Previously we demonstrated that prostate intrafraction motion during MR-guided radiotherapy hampers planning margin reduction below 4 mm, even with daily on-line contour adaptation and re-planning. We therefore developed a tool that allows to adapt to this motion by splitting a single fraction dose delivery into multiple subfractions in a regular time slot. We present results on the clinical performance of this method.  

Material and Methods

65 prostate cancer patients were treated on a 1.5T MR-linac (Unity, Elekta AB) to 5 x 7.25 Gy using a ‘subfractionation’ workflow: the delivery of a single fraction (7.25 Gy) was split into two subsequent deliveries of 3.625 Gy plans (fig. 1). While performing daily online contour adaptation and re-planning on the first MR scan of the day (MR1), a second scan (MR2) was acquired. The MR1 based plan was adapted to MR2 by a final dose shift (<1 min calculation time) and delivered. During delivering of the 1st plan a new MR scan (MR3) was acquired and a 2nd plan was generated to correct for shifts between MR3 and MR2. The timing of this process is such that the 2nd plan is ready for delivery once the 1st plan has been delivered. During delivery of the 2nd plan a final MR scan (MR4) was obtained.

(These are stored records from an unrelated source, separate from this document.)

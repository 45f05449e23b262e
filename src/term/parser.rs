//! # Goal-String Parser
//!
//! Parses the textual goal grammar: a literal is `symbol(arg, ...)`; args
//! are identifiers (variables start upper case or `_`), quoted strings,
//! integers, booleans, lists `[a, b, c]` and nested compounds. Whitespace
//! is insignificant. Rule files additionally allow `head :- body.` clauses
//! and `%` line comments.
//!
//! `fileref("path", "hex")` parses into a structured file reference rather
//! than a compound, so references survive a round trip through display.

use super::{FileRef, Literal, Term};
use crate::rules::Rule;
use thiserror::Error;

/// Parse failure, reported synchronously; nothing is admitted on error.
#[derive(Debug, Error, PartialEq, Eq)]
pub enum ParseError {
    #[error("unexpected end of input")]
    UnexpectedEof,
    #[error("unexpected character {0:?} at offset {1}")]
    UnexpectedChar(char, usize),
    #[error("expected {expected} at offset {at}")]
    Expected { expected: &'static str, at: usize },
    #[error("trailing input at offset {0}")]
    TrailingInput(usize),
    #[error("invalid integer at offset {0}")]
    InvalidInt(usize),
    #[error("unterminated string starting at offset {0}")]
    UnterminatedString(usize),
}

struct Lexer<'a> {
    src: &'a [u8],
    pos: usize,
}

impl<'a> Lexer<'a> {
    fn new(src: &'a str) -> Self {
        Lexer {
            src: src.as_bytes(),
            pos: 0,
        }
    }

    fn skip_ws(&mut self) {
        while self.pos < self.src.len() {
            let c = self.src[self.pos];
            if c.is_ascii_whitespace() {
                self.pos += 1;
            } else if c == b'%' {
                // Line comment.
                while self.pos < self.src.len() && self.src[self.pos] != b'\n' {
                    self.pos += 1;
                }
            } else {
                break;
            }
        }
    }

    fn peek(&mut self) -> Option<u8> {
        self.skip_ws();
        self.src.get(self.pos).copied()
    }

    fn bump(&mut self) -> Option<u8> {
        let c = self.src.get(self.pos).copied();
        if c.is_some() {
            self.pos += 1;
        }
        c
    }

    fn expect(&mut self, c: u8, what: &'static str) -> Result<(), ParseError> {
        match self.peek() {
            Some(found) if found == c => {
                self.pos += 1;
                Ok(())
            }
            _ => Err(ParseError::Expected {
                expected: what,
                at: self.pos,
            }),
        }
    }

    fn eat(&mut self, c: u8) -> bool {
        if self.peek() == Some(c) {
            self.pos += 1;
            true
        } else {
            false
        }
    }

    /// Consume `lit` if it appears next (used for `:-`).
    fn eat_str(&mut self, lit: &str) -> bool {
        self.skip_ws();
        if self.src[self.pos..].starts_with(lit.as_bytes()) {
            self.pos += lit.len();
            true
        } else {
            false
        }
    }

    fn ident(&mut self) -> Result<String, ParseError> {
        self.skip_ws();
        let start = self.pos;
        while self.pos < self.src.len() {
            let c = self.src[self.pos];
            if c.is_ascii_alphanumeric() || c == b'_' {
                self.pos += 1;
            } else {
                break;
            }
        }
        if self.pos == start {
            return match self.src.get(self.pos) {
                Some(&c) => Err(ParseError::UnexpectedChar(c as char, self.pos)),
                None => Err(ParseError::UnexpectedEof),
            };
        }
        Ok(String::from_utf8_lossy(&self.src[start..self.pos]).into_owned())
    }

    fn string(&mut self) -> Result<String, ParseError> {
        let start = self.pos;
        self.expect(b'"', "string")?;
        let mut out = String::new();
        loop {
            match self.bump() {
                Some(b'"') => return Ok(out),
                Some(b'\\') => match self.bump() {
                    Some(b'"') => out.push('"'),
                    Some(b'\\') => out.push('\\'),
                    Some(b'n') => out.push('\n'),
                    Some(b't') => out.push('\t'),
                    Some(c) => out.push(c as char),
                    None => return Err(ParseError::UnterminatedString(start)),
                },
                Some(c) => out.push(c as char),
                None => return Err(ParseError::UnterminatedString(start)),
            }
        }
    }

    fn integer(&mut self) -> Result<i64, ParseError> {
        self.skip_ws();
        let start = self.pos;
        if self.src.get(self.pos) == Some(&b'-') {
            self.pos += 1;
        }
        while self
            .src
            .get(self.pos)
            .is_some_and(u8::is_ascii_digit)
        {
            self.pos += 1;
        }
        std::str::from_utf8(&self.src[start..self.pos])
            .ok()
            .and_then(|s| s.parse().ok())
            .ok_or(ParseError::InvalidInt(start))
    }

    fn term(&mut self) -> Result<Term, ParseError> {
        match self.peek() {
            Some(b'"') => Ok(Term::Str(self.string()?)),
            Some(b'[') => {
                self.pos += 1;
                let mut items = Vec::new();
                if !self.eat(b']') {
                    loop {
                        items.push(self.term()?);
                        if self.eat(b']') {
                            break;
                        }
                        self.expect(b',', "',' or ']'")?;
                    }
                }
                Ok(Term::List(items))
            }
            Some(c) if c == b'-' || c.is_ascii_digit() => Ok(Term::Int(self.integer()?)),
            Some(c) if c.is_ascii_alphabetic() || c == b'_' => {
                let name = self.ident()?;
                let first = name.as_bytes()[0];
                if first.is_ascii_uppercase() || first == b'_' {
                    return Ok(Term::Var(name));
                }
                match name.as_str() {
                    "true" => return Ok(Term::Bool(true)),
                    "false" => return Ok(Term::Bool(false)),
                    _ => {}
                }
                if self.eat(b'(') {
                    let args = self.arg_list()?;
                    if name == "fileref" {
                        if let [Term::Str(file), Term::Str(sha1)] = args.as_slice() {
                            return Ok(Term::FileRef(FileRef {
                                file: file.clone(),
                                sha1: sha1.clone(),
                            }));
                        }
                    }
                    Ok(Term::Compound(name, args))
                } else {
                    Ok(Term::Sym(name))
                }
            }
            Some(c) => Err(ParseError::UnexpectedChar(c as char, self.pos)),
            None => Err(ParseError::UnexpectedEof),
        }
    }

    /// Comma-separated terms up to and including the closing `)`.
    fn arg_list(&mut self) -> Result<Vec<Term>, ParseError> {
        let mut args = Vec::new();
        if self.eat(b')') {
            return Ok(args);
        }
        loop {
            args.push(self.term()?);
            if self.eat(b')') {
                return Ok(args);
            }
            self.expect(b',', "',' or ')'")?;
        }
    }

    fn literal(&mut self) -> Result<Literal, ParseError> {
        self.skip_ws();
        let at = self.pos;
        let name = self.ident()?;
        let first = name.as_bytes()[0];
        if first.is_ascii_uppercase() {
            return Err(ParseError::Expected {
                expected: "predicate symbol",
                at,
            });
        }
        let args = if self.eat(b'(') {
            self.arg_list()?
        } else {
            Vec::new()
        };
        Ok(Literal::new(name, args))
    }

    fn rule(&mut self) -> Result<Rule, ParseError> {
        let head = self.literal()?;
        let mut body = Vec::new();
        if self.eat_str(":-") {
            loop {
                body.push(self.literal()?);
                if !self.eat(b',') {
                    break;
                }
            }
        }
        Ok(Rule::new(head, body))
    }

    fn at_eof(&mut self) -> bool {
        self.peek().is_none()
    }
}

/// Parse a single term.
pub fn parse_term(src: &str) -> Result<Term, ParseError> {
    let mut lx = Lexer::new(src);
    let term = lx.term()?;
    if lx.at_eof() {
        Ok(term)
    } else {
        Err(ParseError::TrailingInput(lx.pos))
    }
}

/// Parse a single literal, e.g. a query goal. A trailing `.` is accepted.
pub fn parse_literal(src: &str) -> Result<Literal, ParseError> {
    let mut lx = Lexer::new(src);
    let lit = lx.literal()?;
    lx.eat(b'.');
    if lx.at_eof() {
        Ok(lit)
    } else {
        Err(ParseError::TrailingInput(lx.pos))
    }
}

/// Parse a single rule or fact, e.g. `ancestor(X, Y) :- parent(X, Y).`
pub fn parse_rule(src: &str) -> Result<Rule, ParseError> {
    let mut lx = Lexer::new(src);
    let rule = lx.rule()?;
    lx.eat(b'.');
    if lx.at_eof() {
        Ok(rule)
    } else {
        Err(ParseError::TrailingInput(lx.pos))
    }
}

/// Parse a rule file: `.`-terminated clauses with `%` comments. Clauses
/// may span lines.
pub fn parse_rule_file(src: &str) -> Result<Vec<Rule>, ParseError> {
    let mut lx = Lexer::new(src);
    let mut rules = Vec::new();
    while !lx.at_eof() {
        let rule = lx.rule()?;
        lx.expect(b'.', "'.' terminating clause")?;
        rules.push(rule);
    }
    Ok(rules)
}

#[cfg(test)]
mod tests {
    use super::*;

    #[test]
    fn test_parse_literal_basic() {
        let lit = parse_literal("ancestor(bill, Y)").unwrap();
        assert_eq!(lit.pred, "ancestor");
        assert_eq!(lit.args[0], Term::Sym("bill".into()));
        assert_eq!(lit.args[1], Term::Var("Y".into()));
    }

    #[test]
    fn test_parse_zero_arity() {
        let lit = parse_literal("stop").unwrap();
        assert_eq!(lit.arity(), 0);
    }

    #[test]
    fn test_parse_all_arg_kinds() {
        let lit = parse_literal(r#"p(X, foo, "a string", -12, true, [1, [a], []], g(h(Y)))"#)
            .unwrap();
        assert_eq!(lit.arity(), 7);
        assert_eq!(lit.args[3], Term::Int(-12));
        assert_eq!(lit.args[4], Term::Bool(true));
        assert!(matches!(&lit.args[5], Term::List(items) if items.len() == 3));
    }

    #[test]
    fn test_parse_fileref() {
        let lit = parse_literal(
            r#"asciidoc("", fileref("doc.adoc", "aaf4c61ddcc5e8a2dabede0f3b482cd9aea9434d"), Out)"#,
        )
        .unwrap();
        let fr = lit.args[1].as_file_ref().unwrap();
        assert_eq!(fr.file, "doc.adoc");
    }

    #[test]
    fn test_whitespace_insignificant() {
        let a = parse_literal("p( a ,  b )").unwrap();
        let b = parse_literal("p(a,b)").unwrap();
        assert_eq!(a, b);
    }

    #[test]
    fn test_parse_rule() {
        let rule = parse_rule("ancestor(X, Y) :- parent(X, Z), ancestor(Z, Y).").unwrap();
        assert_eq!(rule.head.pred, "ancestor");
        assert_eq!(rule.body.len(), 2);
    }

    #[test]
    fn test_parse_fact() {
        let rule = parse_rule("parent(bill, mary).").unwrap();
        assert!(rule.is_fact());
    }

    #[test]
    fn test_parse_rule_file_with_comments() {
        let src = "
            % the classic ancestor program
            parent(bill, mary).
            parent(mary, john).
            ancestor(X, Y) :- parent(X, Y).
            ancestor(X, Y) :-
                parent(X, Z), % multi-line clause
                ancestor(Z, Y).
        ";
        let rules = parse_rule_file(src).unwrap();
        assert_eq!(rules.len(), 4);
        assert_eq!(rules.iter().filter(|r| r.is_fact()).count(), 2);
    }

    #[test]
    fn test_malformed_input_is_rejected() {
        assert!(parse_literal("Upper(a)").is_err());
        assert!(parse_literal("p(a").is_err());
        assert!(parse_literal("p(a) extra").is_err());
        assert!(parse_literal(r#"p("unterminated)"#).is_err());
        assert!(parse_rule_file("p(a) :- q(b)").is_err());
    }
}
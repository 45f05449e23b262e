//! ETB Node Daemon
//!
//! Runs one bus node: loads configuration and rule files, registers
//! wrapper manifests, starts the engine and serves the XML-RPC surface
//! until interrupted.
//!
//! ```bash
//! etb-node --port 26532 --rule-files rules/base.etb
//! etb-node --conf /etc/etb.toml --log /var/log/etb.log
//! ```

use anyhow::Context;
use clap::Parser;
use etb::{Config, Node};
use std::path::PathBuf;
use std::sync::Arc;
use tracing_subscriber::EnvFilter;

#[derive(Parser, Debug)]
#[command(name = "etb-node", version, about = "Evidential tool bus node")]
struct Args {
    /// Listen address.
    #[arg(long)]
    host: Option<String>,

    /// Listen port.
    #[arg(long)]
    port: Option<u16>,

    /// Configuration file (defaults: ~/.etb.toml, then ./etb.toml).
    #[arg(long)]
    conf: Option<PathBuf>,

    /// Log file; stderr when omitted.
    #[arg(long)]
    log: Option<PathBuf>,

    /// Directory of external wrapper manifests.
    #[arg(long)]
    wrappers_dir: Option<PathBuf>,

    /// Rule files loaded as permanent rules at startup.
    #[arg(long = "rule-files", num_args = 1..)]
    rule_files: Vec<PathBuf>,
}

impl Args {
    /// Command-line arguments override file and environment settings.
    fn apply(self, config: &mut Config) {
        if let Some(host) = self.host {
            config.node.host = host;
        }
        if let Some(port) = self.port {
            config.node.port = port;
        }
        if let Some(log) = self.log {
            config.node.log = Some(log);
        }
        if let Some(dir) = self.wrappers_dir {
            config.node.wrappers_dir = Some(dir);
        }
        if !self.rule_files.is_empty() {
            config.node.rule_files = self.rule_files;
        }
    }
}

fn init_tracing(config: &Config) -> Option<tracing_appender::non_blocking::WorkerGuard> {
    let filter = EnvFilter::try_from_default_env()
        .unwrap_or_else(|_| EnvFilter::new(config.logging.level.clone()));
    match &config.node.log {
        Some(path) => {
            let dir = path.parent().unwrap_or_else(|| std::path::Path::new("."));
            let file = path.file_name().map_or_else(
                || "etb.log".to_string(),
                |n| n.to_string_lossy().into_owned(),
            );
            let appender = tracing_appender::rolling::never(dir, file);
            let (writer, guard) = tracing_appender::non_blocking(appender);
            tracing_subscriber::fmt()
                .with_env_filter(filter)
                .with_writer(writer)
                .with_ansi(false)
                .init();
            Some(guard)
        }
        None => {
            tracing_subscriber::fmt()
                .with_env_filter(filter)
                .with_writer(std::io::stderr)
                .init();
            None
        }
    }
}

#[tokio::main]
async fn main() -> anyhow::Result<()> {
    let args = Args::parse();

    let mut config = match &args.conf {
        Some(path) => Config::from_file(path)
            .with_context(|| format!("loading configuration from {}", path.display()))?,
        None => Config::load().context("loading configuration")?,
    };
    args.apply(&mut config);

    let _log_guard = init_tracing(&config);

    let node = Node::init(config).context("starting node")?;
    let serving = {
        let node = Arc::clone(&node);
        tokio::spawn(async move { etb::rpc::server::serve(node).await })
    };

    tokio::select! {
        result = serving => {
            result.context("server task panicked")??;
        }
        _ = tokio::signal::ctrl_c() => {
            node.shutdown();
        }
    }
    Ok(())
}
//! # Remote Surface
//!
//! All remote operations are XML-RPC over HTTP (`POST /RPC2`). Structured
//! payloads (substitutions, claims) travel as JSON strings inside XML-RPC
//! strings; file bodies are base64. Clients and peers use the same surface;
//! peers use a privileged subset (`etb.offers`, `etb.remote_query`,
//! `etb.deliver_answer`, `etb.closed`, `etb.advertise_peers`).

pub mod client;
pub mod server;
pub mod wire;
pub mod xmlrpc;

pub use client::PeerClient;
pub use xmlrpc::{Fault, Value};

use thiserror::Error;

/// Wire-level failures: malformed envelopes or payloads, transport errors,
/// and faults returned by the far side.
#[derive(Debug, Error)]
pub enum WireError {
    #[error("malformed XML-RPC: {0}")]
    Xml(String),

    #[error("malformed payload: {0}")]
    Payload(String),

    #[error("JSON error: {0}")]
    Json(#[from] serde_json::Error),

    #[error("transport error: {0}")]
    Transport(String),

    #[error("fault {code}: {message}")]
    Fault { code: i64, message: String },
}

impl From<quick_xml::Error> for WireError {
    fn from(e: quick_xml::Error) -> Self {
        WireError::Xml(e.to_string())
    }
}

impl From<Fault> for WireError {
    fn from(f: Fault) -> Self {
        WireError::Fault {
            code: f.code,
            message: f.message,
        }
    }
}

Based on favorable results obtained in 15 previous patients treated with subfractionation, CTV-PTV margins of 2, 2, and 3 mm for LR, SI and AP directions were used in the current patient group.     
Using the four daily MR scans, the residue intrafraction motions were calculated. To detect ‘outlier’ patients with unexpectedly large motions, a traffic light protocol based on these residue motions in each fraction was applied and if necessary a switch to larger (4-5 mm) margins was made.  



Results

58 out of 65 patients completed treatment with the small (2,2,3 mm) margins. The cumulative distribution of the residue 3D intrafraction shift per fraction is depicted in fig. 2. In addition, the corresponding distribution in case a standard single 7.25 Gy plan would have been delivered is shown, demonstrating the benefit of subfractionation. The SDs of residue systematic errors () were 0.2, 0.4 and 0.4 mm for LR, SI and AP directions while the corresponding values without subfractionation would have been 0.5, 0.7 and 0.7 mm. A margin calculation that also included other remaining uncertainties (e.g. intrafraction rotation) confirmed the validity of the applied small margins. The 7 patients with a red traffic light switched to larger margins after 1-3 fractions but retrospective analysis on all 5 fractions showed this would not have been necessary in 3 patients.


Conclusion

We clinically confirmed that margins of 2-3 mm can be safely applied with subfractionation in at least 89% of patients. We expect this percentage to grow further with more loose traffic light criteria based on growing experience.